Why? I can only assume it’s because people have characters; talents; free will; choice. Of course, too many (if not most) people are crushed this way and that by cages of convention, culture and childbirth over which they have no control, perhaps even to the point of helplessness. But the moment we start to deny that humans have volition that can inexplicably contradict the apparently interminable forces of destiny, then we start to deny what it means to be human. In philosophy there is the ‘Black Box’ theory; the idea that we can understand what goes into the human mind (the black box) and what comes out (the behaviour) but we will never be able to fully understand what goes on inside the black box. I’ll buy that. Trying to nail down exactly what genius is, is as hopeless a task as catching Tinkerbell in a butterfly net, or grabbing a fairy tale with an iron claw. It’s a modern Questing Beast, if you like your allusions Arthurian, and I do. (If you’re interested in this, look up New Mysterianism. It’s not a New Age cult; more, I would say, a necessary and rational deferment of judgement.) As Socrates allegedly said, the beginning of wisdom is knowing how little one knows.
So I must be very wise indeed. Until someone proves otherwise, I’ll assume that practise is great, and that hard work is a key factor to getting ahead; that lucky breaks or otherwise are hugely helpful, and that some people are just good at some things- especially if they keep trying. Thanks for the tips, though, Malcolm. I look forward to reading your follow up, Fire is Hot.
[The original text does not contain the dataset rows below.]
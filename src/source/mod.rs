//! Streaming access to OSM XML exports.
//!
//! [`ElementReader`] pulls one top-level element (a child of the `<osm>`
//! root) at a time, together with its full subtree, so memory stays bounded
//! by the largest single element rather than the whole document.

use anyhow::{Context, Result, bail};
use quick_xml::events::{BytesStart, Event};
use quick_xml::reader::Reader;
use std::fs::File;
use std::io::{BufRead, BufReader};
use std::path::Path;

/// One markup element with its attributes (in document order) and children.
#[derive(Debug, Clone, PartialEq, Default)]
pub struct SourceElement {
    pub tag: String,
    pub attributes: Vec<(String, String)>,
    pub children: Vec<SourceElement>,
}

impl SourceElement {
    pub fn new(tag: impl Into<String>) -> Self {
        Self {
            tag: tag.into(),
            ..Self::default()
        }
    }

    pub fn attr(&self, name: &str) -> Option<&str> {
        self.attributes
            .iter()
            .find(|(key, _)| key == name)
            .map(|(_, value)| value.as_str())
    }

    /// Pre-order walk: this element first, then every descendant in document order.
    pub fn iter(&self) -> Descendants<'_> {
        Descendants { stack: vec![self] }
    }

    /// `k`/`v` pairs of every descendant `<tag>` element.
    pub fn tags(&self) -> impl Iterator<Item = (&str, Option<&str>)> {
        self.iter()
            .filter(|el| el.tag == "tag")
            .filter_map(|el| el.attr("k").map(|k| (k, el.attr("v"))))
    }
}

pub struct Descendants<'a> {
    stack: Vec<&'a SourceElement>,
}

impl<'a> Iterator for Descendants<'a> {
    type Item = &'a SourceElement;

    fn next(&mut self) -> Option<Self::Item> {
        let current = self.stack.pop()?;
        self.stack.extend(current.children.iter().rev());
        Some(current)
    }
}

#[cfg(test)]
impl SourceElement {
    pub fn with_attr(mut self, name: impl Into<String>, value: impl Into<String>) -> Self {
        self.attributes.push((name.into(), value.into()));
        self
    }

    pub fn with_child(mut self, child: SourceElement) -> Self {
        self.children.push(child);
        self
    }

    /// Shorthand for a `<tag k=".." v=".."/>` child.
    pub fn with_tag(self, key: &str, value: &str) -> Self {
        self.with_child(SourceElement::new("tag").with_attr("k", key).with_attr("v", value))
    }
}

/// Pull-based reader yielding top-level elements. Finite and not restartable.
pub struct ElementReader<R> {
    reader: Reader<R>,
    buf: Vec<u8>,
    // Open elements below the document root, innermost last.
    open: Vec<SourceElement>,
    in_root: bool,
    done: bool,
}

impl ElementReader<BufReader<File>> {
    pub fn from_path(path: &Path) -> Result<Self> {
        let file = File::open(path)
            .with_context(|| format!("Source: Failed to open {}", path.display()))?;
        Ok(Self::new(BufReader::new(file)))
    }
}

#[cfg(test)]
impl<'a> ElementReader<&'a [u8]> {
    pub fn from_xml(xml: &'a str) -> Self {
        Self::new(xml.as_bytes())
    }
}

impl<R: BufRead> ElementReader<R> {
    pub fn new(inner: R) -> Self {
        Self {
            reader: Reader::from_reader(inner),
            buf: Vec::new(),
            open: Vec::new(),
            in_root: false,
            done: false,
        }
    }

    fn read_element(&mut self) -> Result<Option<SourceElement>> {
        loop {
            self.buf.clear();
            let position = self.reader.buffer_position();
            let event = self
                .reader
                .read_event_into(&mut self.buf)
                .with_context(|| format!("Source: Malformed XML near byte {}", position))?;

            match event {
                Event::Start(start) => {
                    let element = open_element(&start)?;
                    if self.in_root {
                        self.open.push(element);
                    } else {
                        self.in_root = true;
                    }
                }
                Event::Empty(start) => {
                    let element = open_element(&start)?;
                    if !self.in_root {
                        // Self-closing root: an empty document.
                        continue;
                    }
                    match self.open.last_mut() {
                        Some(parent) => parent.children.push(element),
                        None => return Ok(Some(element)),
                    }
                }
                Event::End(_) => match self.open.pop() {
                    Some(element) => match self.open.last_mut() {
                        Some(parent) => parent.children.push(element),
                        None => return Ok(Some(element)),
                    },
                    None => self.in_root = false,
                },
                Event::Eof => {
                    if !self.open.is_empty() || self.in_root {
                        bail!("Source: Unexpected end of document inside an open element");
                    }
                    return Ok(None);
                }
                _ => {}
            }
        }
    }
}

impl<R: BufRead> Iterator for ElementReader<R> {
    type Item = Result<SourceElement>;

    fn next(&mut self) -> Option<Self::Item> {
        if self.done {
            return None;
        }
        let result = self.read_element().transpose();
        if !matches!(result, Some(Ok(_))) {
            self.done = true;
        }
        result
    }
}

fn open_element(start: &BytesStart<'_>) -> Result<SourceElement> {
    let tag = std::str::from_utf8(start.name().as_ref())
        .context("Source: Element name is not UTF-8")?
        .to_string();
    let mut element = SourceElement::new(tag);
    for attr in start.attributes() {
        let attr = attr.context("Source: Malformed attribute")?;
        let name = std::str::from_utf8(attr.key.as_ref())
            .context("Source: Attribute name is not UTF-8")?
            .to_string();
        let value = attr
            .unescape_value()
            .with_context(|| format!("Source: Bad value for attribute '{}'", name))?
            .into_owned();
        element.attributes.push((name, value));
    }
    Ok(element)
}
|A bastion of elitism and institutionalised racism|
Oh boy, oh boy. A response, below, got me thinking about Harry Potter’s educational experiences. Perhaps you’ve heard of him? I know this is a well worn path, but tinkering around on the wiki entry for Scotland’s premier selective boarding school with a giant squid made comment irresistable. Here are some of the things that immediately struck me:
1. It’s a selective boarding school, with fees payable. What’s the selection criteria? Ability? Faith? Wealth? Er, no, actually, it’s birth. If you’re ‘born magic, or not,’ as the book puts it. So if you’re a member of the lucky sperm club you qualify for entrance. Oh, how jolly egalitarian. Of course, qualification still doesn’t imply admission, as the poorer candidates (like Tom Riddle) find out. You still have to cough up the Galleons, or groats, or whatever the Hell wizards buy their milk with. Dumbledore magnanimously allows that ‘there are funds available for students who cannot afford robes and books.’ Oh, thank ‘ee mazzer. He might have added ‘And snuff, and truffles.’ How can they stand being in the same Highlands as the rabble?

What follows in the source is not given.